Ria wasn’t used to violence, but she knew without a doubt that this man was a changeling, that he could turn into a leopard with a single thought—and that the leopard had no problem with the most brutal kind of justice. When she looked into his eyes, she saw rage . . . and the flickers of something that wasn’t quite human. “He can’t hurt me.” Somehow, she found herself trying to comfort him.
“But he did.” An implacable statement. “And I’m going to sniff out the nest this little viper came from no matter what.”
She glanced at her assailant’s unconscious body. He was alive, barely. But he wouldn’t be talking for a while yet. “He wasn’t working alone?”
“Indications are he’s with a new gang.” Emmett tucked her blanket gently around her feet when it came loose. “Dark-River’s done a hell of a lot of work to clear the city of this kind of scum, but sometimes, they pop back up.”
Ria knew of DarkRiver. Who didn’t?
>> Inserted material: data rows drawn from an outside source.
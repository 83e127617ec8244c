use std::env;
use tracing::debug;
use tracing_subscriber::prelude::*;
use tracing_subscriber::{fmt, EnvFilter};

pub fn init_logger() -> impl Drop {
    let filter = env::var("TRACING_LEVEL").unwrap_or_else(|_| "info".to_string());
    let filter_layer = EnvFilter::new(filter);

    let log_file_path =
        env::var("LOG_FILE_PATH").unwrap_or_else(|_| "./logs/flavor-sweep.log".to_string());

    let file_appender = tracing_appender::rolling::never("./", log_file_path);
    let (non_blocking, guard) = tracing_appender::non_blocking(file_appender);

    tracing_subscriber::registry()
        .with(
            fmt::layer()
                .with_writer(std::io::stdout)
                .compact()
                .with_target(false)
                .with_ansi(true),
        )
        .with(
            fmt::layer()
                .with_writer(non_blocking)
                .with_ansi(false),
        )
        .with(filter_layer)
        .init();

    debug!("Tracing is configured for stdout and file logging.");

    guard
}
pub mod catalog;
pub mod config;
pub mod confirm;
pub mod error;
pub mod policy;
pub mod sweep;

pub use catalog::{CatalogClient, EntityPage, FlavorAsset, KalturaClient, MediaEntity};
pub use crate::config::AppConfig;
pub use confirm::{ConfirmState, ConsolePrompter, Prompter};
pub use error::Error;
pub use sweep::{SweepEngine, SweepOptions, SweepOutcome, SweepReport};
The leopard pack, based in the Yosemite forest, had claimed San Francisco as part of their territory when Ria had been a child—no other predatory changelings could enter the city without their permission. But in the past few years, they’d gone further and begun to wipe out human predators, too.
“I can tell you a little about him,” she said, her voice gaining strength on a cresting wave of anger. “He came to my mother’s shop, left an account number where she was supposed to wire ‘protection’ money. We thought he was just another thug.”
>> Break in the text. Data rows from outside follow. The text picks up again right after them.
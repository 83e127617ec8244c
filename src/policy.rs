use crate::catalog::FlavorAsset;

/// Only the source upload is ever removed.
pub fn is_deletion_candidate(flavor: &FlavorAsset) -> bool {
    flavor.is_original
}

/// An entity with a single flavor has no redundant copy to remove.
pub fn has_redundant_variants(flavors: &[FlavorAsset]) -> bool {
    flavors.len() > 1
}
//! Remote media catalog: record types and the client boundary the sweep
//! talks to.

pub mod kaltura;
pub mod wire;

use async_trait::async_trait;
use chrono::{DateTime, SecondsFormat, Utc};
use std::fmt;

use crate::error::Error;

pub use kaltura::KalturaClient;

/// One media item in the catalog.
#[derive(Debug, Clone, PartialEq)]
pub struct MediaEntity {
    pub id: String,
    pub name: Option<String>,
    pub created_at: Option<DateTime<Utc>>,
    pub updated_at: Option<DateTime<Utc>>,
}

impl MediaEntity {
    pub fn new(id: impl Into<String>) -> Self {
        Self {
            id: id.into(),
            name: None,
            created_at: None,
            updated_at: None,
        }
    }
}

fn fmt_timestamp(ts: &Option<DateTime<Utc>>) -> String {
    ts.map(|t| t.to_rfc3339_opts(SecondsFormat::Millis, true))
        .unwrap_or_else(|| "-".to_string())
}

impl fmt::Display for MediaEntity {
    fn fmt(&self, f: &mut fmt::Formatter<'_>) -> fmt::Result {
        writeln!(f, "  id:        {}", self.id)?;
        writeln!(f, "  name:      {}", self.name.as_deref().unwrap_or("-"))?;
        writeln!(f, "  createdAt: {}", fmt_timestamp(&self.created_at))?;
        write!(f, "  updatedAt: {}", fmt_timestamp(&self.updated_at))
    }
}

/// A derived encoding ("flavor") of a media entity.
#[derive(Debug, Clone, PartialEq)]
pub struct FlavorAsset {
    pub id: String,
    pub entry_id: Option<String>,
    /// Set on the source upload the other flavors were transcoded from.
    pub is_original: bool,
    pub flavor_params_id: Option<String>,
    pub size_kb: Option<u64>,
}

impl FlavorAsset {
    pub fn new(id: impl Into<String>, is_original: bool) -> Self {
        Self {
            id: id.into(),
            entry_id: None,
            is_original,
            flavor_params_id: None,
            size_kb: None,
        }
    }
}

/// One page of media entities plus the catalog-wide total reported with it.
#[derive(Debug, Clone, Default, PartialEq)]
pub struct EntityPage {
    pub entities: Vec<MediaEntity>,
    pub total_count: u64,
}

/// Operations the sweep needs from the remote catalog. The credential is held
/// by the implementation.
#[async_trait]
pub trait CatalogClient: Send + Sync {
    /// Fetch page `page_index` (zero-based) of all media, newest first.
    async fn list_entities(&self, page_index: u32, page_size: u32) -> Result<EntityPage, Error>;

    async fn list_variants(&self, entity_id: &str) -> Result<Vec<FlavorAsset>, Error>;

    async fn delete_variant(&self, variant_id: &str) -> Result<(), Error>;
}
“I’ll get the number from you tomorrow. Right now, you need to be seen to.” Sliding one muscular arm under her legs, he curved the other around her back, just below her shoulders, and scooped her up before she knew what was happening.
She gave a startled cry.
“I won’t drop you.” A soothing murmur as he shifted her deeper into the van. “Just getting you out of the wind.”
She should’ve protested, but she was tired and achy and he was so warm. Resting her head against his heart when he sat down with her in his arms, she breathed deep. Her body sighed. He smelled good. All hot and male and real, his after-shave something clean and fresh. Though he clearly needed to shave more than once a day. His jaw rasped against her hair as he settled her more firmly on his lap. Not that she minded, she thought, her eyes fluttering shut.
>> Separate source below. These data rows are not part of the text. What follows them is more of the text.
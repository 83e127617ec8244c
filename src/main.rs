mod cli;
mod logging;

use std::path::Path;
use std::process::ExitCode;

use anyhow::{Context, Result};
use clap::{CommandFactory, Parser};
use cli::{Cli, Commands, SweepArgs};
use colored::*;
use dotenv::dotenv;
use flavor_sweep::config::load_configuration;
use flavor_sweep::{
    ConsolePrompter, KalturaClient, SweepEngine, SweepOptions, SweepOutcome, SweepReport,
};
use tracing::{error, info};

#[tokio::main]
async fn main() -> ExitCode {
    dotenv().ok();

    let _guard = logging::init_logger();

    let args = Cli::parse();

    let result = match args.command {
        Some(Commands::Sweep(sweep_args)) => run_sweep(args.config.as_deref(), &sweep_args).await,
        Some(Commands::PrintConfig) => print_config(args.config.as_deref()),
        None => {
            let _ = Cli::command().print_long_help();
            Ok(())
        }
    };

    match result {
        Ok(()) => ExitCode::SUCCESS,
        Err(err) => {
            error!("Error: {:#}", err);
            ExitCode::FAILURE
        }
    }
}

async fn run_sweep(config_path: Option<&Path>, args: &SweepArgs) -> Result<()> {
    let config = load_configuration(config_path).context("Error loading configuration")?;
    config.validate()?;

    let client = KalturaClient::new(
        &config.service_url,
        config.session()?,
        config.request_timeout(),
    )?;
    let options = SweepOptions::from_config(&config, !args.confirm);
    let mut engine = SweepEngine::new(client, ConsolePrompter::new(), options);

    let report = engine.run().await;
    print_summary(&report, !args.confirm);

    if let SweepOutcome::Halted { page_index, reason } = &report.outcome {
        anyhow::bail!("sweep halted on page {}: {}", page_index, reason);
    }
    Ok(())
}

fn print_config(config_path: Option<&Path>) -> Result<()> {
    let config = load_configuration(config_path).context("Error loading configuration")?;
    println!("Configuration: {:#?}", config.redacted());
    Ok(())
}

fn print_summary(report: &SweepReport, dry_run: bool) {
    println!();
    info!(
        "Swept {} pages, {} entities ({} with a single flavor) in {}",
        report.pages_fetched,
        report.entities_checked,
        report.entities_skipped,
        format!("{:.2}s", report.duration.as_secs_f64()).green(),
    );
    info!(
        "{} source flavors found, {} declined, {} deleted, {} simulated",
        format!("{}", report.candidates).cyan(),
        format!("{}", report.declined).yellow(),
        format!("{}", report.deleted).red(),
        format!("{}", report.simulated).yellow(),
    );
    if dry_run && report.simulated > 0 {
        info!("Dry run only; rerun with --confirm to delete the approved flavors");
    }
}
Emmett stroked his hand over the hair of the mink in his arms. She was a little thing, and right now, she was at the end of her resources. Enraged at the thought that someone had dared harm her, he held her with conscious gentleness until he felt her begin to relax. When she sighed and snuggled closer, the leopard in him gave a pleased growl—right as Dorian looked into the van.
The blond soldier nodded at Ria. “She okay?”
“Where the hell are the paramedics?” Emmett snarled.
“With the piece of shit.” Dorian shrugged. “I should’ve killed him.”
The feral part of Emmett wanted to tell the man to go out there and finish the job, but he forced himself to think past the leopard’s need to maul and tear. “We need any information he can give us on the Crew, so let’s hope he can talk later.”
“This is when a Psy would come in handy,” Dorian muttered, referring to the psychic race that was the third part of the triumvirate that was their world. “One of the telepaths could rip the information right from the bastard’s head.”
“You guys are gruesome,” said a drowsy feminine voice.